Broken Beams and Bloodied Ground [D.gray-man, Allen/Kanda/Lavi/Lenalee, PG]

Jun 17, 2012 12:46

Title: Broken Beams and Bloodied Ground
Author/Artist: leathansparrow
Rating: PG
Warnings: Nada
Summary: In the shattered aftermath of the Level 4's attack on the Order, Lavi realizes he's been doomed to care from the start. And he might be okay with that.
A/N: Prompt for May 25th: D.Gray-Man, Allen/Kanda/Lavi/Lenalee: seeking comfort in proximity - "Remind me that we'll always have each other, when everything else is gone."
I am so, so very late.


Stepping over shattered stone and mortar, broken beams and splintered wood, Lavi catalogs every detail of wreckage, every stain of blood. He imagines the bodies that once lay against those stains, the blows that struck those arches, his mind cataloging the precise fall of each piece of debris, each angle of collapse.

Each crack in the walls.

If he wanders long enough he can dredge up a memory for each place he’s seen, and imagine an image of each event he missed. It isn’t like him to speculate. He’s supposed to catalog the facts alone, trajectories and splatter patterns and solid evidence of disaster, not imagine how they came to be or whose blood left them. He finds himself doing it anyway, a secret shame he catalogs away in his head with everything else, so deep and so low that Bookman will never hear of it.

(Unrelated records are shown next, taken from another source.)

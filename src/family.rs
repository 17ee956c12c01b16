//! Grouping of reactions by the local bonding environment of the changed bonds.

use std::collections::BTreeMap;

use log::debug;
use petgraph::algo::is_isomorphic_matching;

use crate::element::Element;
use crate::mol::MolGraph;

/// `charge -> template index -> reaction indices`.
pub type Families = BTreeMap<i32, BTreeMap<usize, Vec<usize>>>;

#[derive(Debug, Clone)]
struct Template {
    graph: MolGraph,
    species: Vec<Element>,
}

impl Template {
    fn new(graph: MolGraph) -> Self {
        let species = sorted_species(&graph);
        Self { graph, species }
    }

    fn matches(&self, environment: &MolGraph, species: &[Element]) -> bool {
        self.graph.bond_count() == environment.bond_count()
            && self.species == species
            && is_isomorphic_matching(
                self.graph.graph(),
                environment.graph(),
                |a, b| a.element == b.element,
                |_, _| true,
            )
    }
}

fn sorted_species(graph: &MolGraph) -> Vec<Element> {
    let mut species = graph.species();
    species.sort();
    species
}

/// Assigns reactions to families, creating templates as new environments appear.
///
/// Templates are only ever appended, so a template index stays valid for
/// the lifetime of the classifier.
#[derive(Debug, Clone, Default)]
pub struct FamilyClassifier {
    templates: Vec<Template>,
    families: Families,
}

impl FamilyClassifier {
    pub fn new() -> Self {
        Self::default()
    }

    /// Files `reaction` under the first template isomorphic to `environment`,
    /// or under a new template. Returns the template index.
    pub fn categorize(&mut self, reaction: usize, environment: MolGraph, charge: i32) -> usize {
        let species = sorted_species(&environment);
        let label = match self
            .templates
            .iter()
            .position(|t| t.matches(&environment, &species))
        {
            Some(label) => label,
            None => {
                debug!(
                    "new family template {} ({}, {} bonds)",
                    self.templates.len(),
                    environment.formula(),
                    environment.bond_count()
                );
                self.templates.push(Template::new(environment));
                self.templates.len() - 1
            }
        };
        self.families
            .entry(charge)
            .or_default()
            .entry(label)
            .or_default()
            .push(reaction);
        label
    }

    pub fn families(&self) -> &Families {
        &self.families
    }

    pub fn template(&self, label: usize) -> Option<&MolGraph> {
        self.templates.get(label).map(|t| &t.graph)
    }

    pub fn templates(&self) -> impl Iterator<Item = &MolGraph> + '_ {
        self.templates.iter().map(|t| &t.graph)
    }

    pub fn num_templates(&self) -> usize {
        self.templates.len()
    }

    /// Shifts every stored reaction index by `offset`.
    pub(crate) fn offset_reactions(&mut self, offset: usize) {
        for labels in self.families.values_mut() {
            for reactions in labels.values_mut() {
                for r in reactions.iter_mut() {
                    *r += offset;
                }
            }
        }
    }

    pub fn into_parts(self) -> (Vec<MolGraph>, Families) {
        (
            self.templates.into_iter().map(|t| t.graph).collect(),
            self.families,
        )
    }
}

#[cfg(test)]
mod tests {
    use super::*;
    use crate::element::Element::{C, H, O};
    use crate::graph_ops::environment_graph;

    fn methanol() -> MolGraph {
        MolGraph::from_parts([C, O, H, H, H, H], &[(0, 1), (0, 2), (0, 3), (0, 4), (1, 5)]).unwrap()
    }

    #[test]
    fn equivalent_bonds_share_a_template() {
        let mol = methanol();
        let mut classifier = FamilyClassifier::new();
        let first = classifier.categorize(0, environment_graph(&mol, &[(0, 2)], 1), 0);
        let second = classifier.categorize(1, environment_graph(&mol, &[(0, 3)], 1), 0);
        assert_eq!(first, second);
        assert_eq!(classifier.num_templates(), 1);
        assert_eq!(classifier.families()[&0][&0], vec![0, 1]);
    }

    #[test]
    fn different_environment_starts_new_template() {
        let mol = methanol();
        let mut classifier = FamilyClassifier::new();
        classifier.categorize(0, environment_graph(&mol, &[(0, 2)], 1), 0);
        let oh = classifier.categorize(1, environment_graph(&mol, &[(1, 5)], 1), 0);
        assert_eq!(oh, 1);
        assert_eq!(classifier.num_templates(), 2);
        assert_eq!(classifier.template(1).unwrap().formula(), "C1 H1 O1");
    }

    #[test]
    fn families_are_split_by_charge() {
        let mol = methanol();
        let mut classifier = FamilyClassifier::new();
        classifier.categorize(0, environment_graph(&mol, &[(0, 2)], 1), 0);
        classifier.categorize(1, environment_graph(&mol, &[(0, 3)], 1), -1);
        assert_eq!(classifier.num_templates(), 1);
        assert_eq!(classifier.families()[&-1][&0], vec![1]);
    }

    #[test]
    fn offset_shifts_reaction_indices() {
        let mut classifier = FamilyClassifier::new();
        classifier.categorize(2, environment_graph(&methanol(), &[(0, 1)], 0), 0);
        classifier.offset_reactions(10);
        let (templates, families) = classifier.into_parts();
        assert_eq!(templates.len(), 1);
        assert_eq!(families[&0][&0], vec![12]);
    }
}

It’ll break his heart someday, the weight of each fractured piece of the Order’s walls, of each broken bone he sees in staggered, bloodied footprints against the stone. Perhaps it already has.

Bookman warned him so many times. He’s listened, in the past. He always used to listen.

Lavi rubs his bandaged cheek, presses against the swollen bruise, the shallow cuts beneath the gauze and savors the pain of it, the proof that he isn’t dreaming. He’s still here, in the wreckage. He’s still living.

He turns a corner into bright lights, hollers and laughter, Kanda’s snarls and Allen’s taunts and presses his cheek harder.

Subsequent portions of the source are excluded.